If a line in the following entries contains the string "Instant", it counts toward the total; report only that total.

-- Source data follows --

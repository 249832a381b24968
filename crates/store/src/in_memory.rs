//! In-memory backend: useful for testing and single-process deployments.

use async_trait::async_trait;
use recruitr_core::error::StoreError;
use recruitr_core::store::KvStore;
use std::collections::HashMap;
use std::sync::Arc;
use std::time::Duration;
use tokio::sync::RwLock;
use tokio::time::Instant;

struct Entry {
    value: String,
    expires_at: Option<Instant>,
}

impl Entry {
    fn is_live(&self, now: Instant) -> bool {
        self.expires_at.is_none_or(|at| at > now)
    }
}

/// A key-value store held in a `HashMap`, with per-entry expiry.
///
/// Expiry uses `tokio::time::Instant`, so paused-time tests can advance it.
pub struct InMemoryKv {
    entries: Arc<RwLock<HashMap<String, Entry>>>,
}

impl InMemoryKv {
    pub fn new() -> Self {
        Self {
            entries: Arc::new(RwLock::new(HashMap::new())),
        }
    }

    /// Number of live entries.
    pub async fn len(&self) -> usize {
        let now = Instant::now();
        self.entries
            .read()
            .await
            .values()
            .filter(|e| e.is_live(now))
            .count()
    }

    pub async fn is_empty(&self) -> bool {
        self.len().await == 0
    }
}

impl Default for InMemoryKv {
    fn default() -> Self {
        Self::new()
    }
}

#[async_trait]
impl KvStore for InMemoryKv {
    fn name(&self) -> &str {
        "memory"
    }

    async fn get(&self, key: &str) -> Result<Option<String>, StoreError> {
        let entries = self.entries.read().await;
        Ok(entries
            .get(key)
            .filter(|e| e.is_live(Instant::now()))
            .map(|e| e.value.clone()))
    }

    async fn set(&self, key: &str, value: &str, ttl: Option<Duration>) -> Result<(), StoreError> {
        let now = Instant::now();
        let mut entries = self.entries.write().await;
        entries.retain(|_, e| e.is_live(now));
        entries.insert(
            key.to_string(),
            Entry {
                value: value.to_string(),
                expires_at: ttl.map(|ttl| now + ttl),
            },
        );
        Ok(())
    }

    async fn delete(&self, key: &str) -> Result<(), StoreError> {
        self.entries.write().await.remove(key);
        Ok(())
    }
}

-- Source data concluded --

__Solution for this exercise__: 7